Do you include these 10 Superfoods in your weekly diet?

by Successful Aging in Action! | 5.14.19

Superfoods Pack a Punch!

By: Emily Warren, MA and Teresa Amaral Beshwate, MPH 

“Shiver me timbers, blow me down!” It was a superfood that launched Popeye, the most famous sailor man, into sudden greatness and simultaneously impressed his lanky love. Perhaps Popeye, famous for saying ‘I’m strong to the finish ‘cause I eats me Spinach’ was the discoverer of superfoods. Does your everyday fare propel you into Popeye-style spinach-powered greatness?

The term superfood was coined by nutritionists in the early twentieth century, but has only recently become commonplace. Superfoods are nutrient dense, especially healthy food choices, meaning that they pack a punch. While superfoods don’t instantaneously produce bulging biceps, they do deliver a variety of notable health benefits.

·      Apples are rich in vitamin C which is good for our bones, skin and connective tissue. Vitamin C also helps to promote the absorption of iron. The fiber in apples helps to lower cholesterol and blood sugar levels.

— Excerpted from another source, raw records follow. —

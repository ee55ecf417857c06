//! Per-client ingress rate limiting. Keyed on
//! whatever client identity the caller extracts (user id, else peer IP).

use std::num::NonZeroU32;

use governor::{DefaultKeyedRateLimiter, Quota, RateLimiter};

use crate::error::GatewayError;

pub struct IngressLimiter {
    limiter: Option<DefaultKeyedRateLimiter<String>>,
}

impl IngressLimiter {
    /// `per_minute == 0` disables limiting entirely (useful in tests and
    /// single-tenant deployments).
    pub fn per_minute(per_minute: u32) -> Self {
        let limiter = NonZeroU32::new(per_minute).map(|n| RateLimiter::keyed(Quota::per_minute(n)));
        Self { limiter }
    }

    pub fn check(&self, client_key: &str) -> Result<(), GatewayError> {
        match &self.limiter {
            None => Ok(()),
            Some(limiter) => limiter
                .check_key(&client_key.to_string())
                .map_err(|_| GatewayError::RateLimited),
        }
    }
}

#[cfg(test)]
mod tests {
    use super::*;

    #[test]
    fn request_t_passes_and_t_plus_one_is_limited() {
        let limiter = IngressLimiter::per_minute(5);
        for _ in 0..5 {
            assert!(limiter.check("client-a").is_ok());
        }
        assert_eq!(limiter.check("client-a").unwrap_err(), GatewayError::RateLimited);
    }

    #[test]
    fn clients_are_limited_independently() {
        let limiter = IngressLimiter::per_minute(1);
        assert!(limiter.check("client-a").is_ok());
        assert!(limiter.check("client-b").is_ok());
        assert!(limiter.check("client-a").is_err());
    }

    #[test]
    fn zero_quota_disables_limiting() {
        let limiter = IngressLimiter::per_minute(0);
        for _ in 0..100 {
            assert!(limiter.check("client-a").is_ok());
        }
    }
}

·      Nuts help to lower cholesterol and they have Omega-3 fatty acids which help to keep our hearts healthy. Nuts also contain fiber, which makes a person feel full and helps to prevent diabetes. Nuts contain vitamin E, which helps to stop the development of plaque in arteries.

·      Beans are a low-fat source of protein and fiber. Fiber is not only helpful to relieve constipation it also helps to prevent heart disease and diabetes. Additional nutritional benefits included in beans are potassium, iron, zinc, folate and phosphorus.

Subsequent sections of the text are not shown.